Another type of treatment, cognitive behavioral therapy, shows promise in helping PTSD complicated by addiction. People work with therapists to:
Understand what happened during the traumatic event and how they think about it.
Unpack the connection between trauma, stress, and substance abuse.
Alter the way they think about the event.
Cope with their triggers through helpful behaviors that don’t involve substance abuse.
This is an interactive, conversational form of therapy. Doctors and clients work as a team to dig into the source of the problem so that it’s easier to change behavior and move forward.
For some people, these treatment programs happen on an outpatient basis. They live at home, and they see their doctors in appointments. Others move into treatment facilities so they can get care in a safe, sober environment.
Additional Solutions Are Available
Therapy is a core part of recovery from PTSD and addiction. But it’s not the only treatment people need to get better. Teams augment the work done in therapy with adjunct treatments to ease distress and enhance coping.
For people with PTSD, stress is a real and present problem. Intrusive memories and unwanted thoughts appear due to triggers they may not be able to avoid. When they hit, those memories can cause a racing heart, sweating, and a sense of suffocation. Calming the body’s fight-or-flight response is key to keeping a relapse away.
Alternative medicine offers multiple solutions that people can use anywhere, such as:
Meditation. Simple, calming mantras can help to ease an overactive mind, and when they’re combined with a breathing exercise, they can soothe a distressed body too.
Exercise. Connecting a racing heart to an active body could help to block panic attacks. Some find solace in running, while others use jumping jacks or pushups to move through a panic attack.
Yoga.

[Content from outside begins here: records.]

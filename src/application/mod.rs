//! Application layer services implementing business logic.
//!
//! This layer orchestrates domain operations by coordinating repository calls
//! and the expiration policy. Services consume repository traits and provide
//! a clean API for HTTP handlers, the background sweeper and the admin CLI.
//!
//! # Available Services
//!
//! - [`services::link_service::LinkService`] - Link creation, resolution and click accounting
//! - [`services::eviction_service::EvictionService`] - The one eviction procedure (delete + audit)
//! - [`services::expiry_sweeper::ExpirySweeper`] - Periodic scan evicting expired links

pub mod services;
//! Handler for health check endpoint.

use axum::{Json, extract::State, http::StatusCode};

use crate::api::dto::health::{CheckStatus, HealthChecks, HealthResponse, SweeperStatus};
use crate::state::AppState;

/// Returns service health status with component checks.
///
/// # Endpoint
///
/// `GET /health`
///
/// # Response Codes
///
/// - **200 OK**: Record store reachable
/// - **503 Service Unavailable**: Record store unreachable
///
/// # Response
///
/// ```json
/// {
///   "status": "healthy",
///   "version": "0.1.0",
///   "checks": {
///     "store": { "status": "ok", "message": "Record store reachable" },
///     "sweeper": {
///       "last_sweep": {
///         "scanned": 3, "evicted": 3, "already_gone": 0, "failed": 0,
///         "started_at": "...", "finished_at": "..."
///       }
///     }
///   }
/// }
/// ```
pub async fn health_handler(
    State(state): State<AppState>,
) -> Result<Json<HealthResponse>, (StatusCode, Json<HealthResponse>)> {
    let store_check = check_store(&state).await;
    let healthy = store_check.status == "ok";

    let response = HealthResponse {
        status: if healthy { "healthy" } else { "degraded" }.to_string(),
        version: env!("CARGO_PKG_VERSION").to_string(),
        checks: HealthChecks {
            store: store_check,
            sweeper: SweeperStatus {
                last_sweep: state.sweeper.last_report(),
            },
        },
    };

    if healthy {
        Ok(Json(response))
    } else {
        Err((StatusCode::SERVICE_UNAVAILABLE, Json(response)))
    }
}

/// Checks record store connectivity.
async fn check_store(state: &AppState) -> CheckStatus {
    if state.store.links.health_check().await {
        CheckStatus {
            status: "ok".to_string(),
            message: Some("Record store reachable".to_string()),
        }
    } else {
        CheckStatus {
            status: "error".to_string(),
            message: Some("Record store unreachable".to_string()),
        }
    }
}
//! Repository trait definitions for the domain layer.
//!
//! These traits abstract the record store and the deletion audit log. They are
//! implemented by concrete backends in the infrastructure layer.
//!
//! # Architecture
//!
//! - Traits define the contract for data operations
//! - Implementations live in `crate::infrastructure::persistence`
//! - Mock implementations are auto-generated via `mockall` for testing
//!
//! # Available Repositories
//!
//! - [`LinkRepository`] - Short-link records keyed by code
//! - [`DeletionLogRepository`] - Read side of the eviction audit trail
//!
//! # Testing
//!
//! See `tests/repository_*.rs` and the in-memory backend tests for usage examples.

pub mod deletion_log_repository;
pub mod link_repository;

pub use deletion_log_repository::DeletionLogRepository;
pub use link_repository::LinkRepository;

#[cfg(test)]
pub use link_repository::MockLinkRepository;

Poses can push muscles to the limit. Sitting with the discomfort can enhance a skill experts call distress tolerance. That can help people to move through discomfort without looking for an immediate solution.
Aromatherapy. A quick sniff of a soothing scent can bring a person back to the present rather than remaining in the past.
These treatments can seem luxurious or even a little frivolous. But they do have their roots in ancient healing traditions, and they don’t rely on pills or chemicals. For some people, that holds immense appeal. They learn that they can be the source of their own healing.
Support groups can also be helpful for people with PTSD and addiction. As the National Alliance on Mental Illness explains, living with both conditions is isolating, and it’s hard to describe how difficult life is to someone who hasn’t experienced the problem personally. Support groups connect you with others who have lived through similar trauma, and there’s comfort in sitting with others who really understand you.
Support groups can also offer coaching and real-world solutions. In some meetings, you listen to speakers discuss how their problems developed and what they’ve done to make things better. Their techniques could be helpful for you too, and you might be inspired to hear how others have recovered from something you considered unsolvable.
How Long Does It Take?
Trauma can happen quickly, and PTSD can follow soon after. Recovery from the issue isn’t as quick, unfortunately. It can take time to unpack the coping habits you’ve been using, and your brain will also need time to heal from drug-related damage.
Even so, you may begin to feel better after just a few courses of therapy. And the more you work on your recovery outside of your therapy sessions, the faster your treatment will progress. You may not feel immediately better, but you’re likely to feel a tiny bit of improvement every day.
Your hard work will pay off in time. Stick with your treatment, and you’ll see for yourself.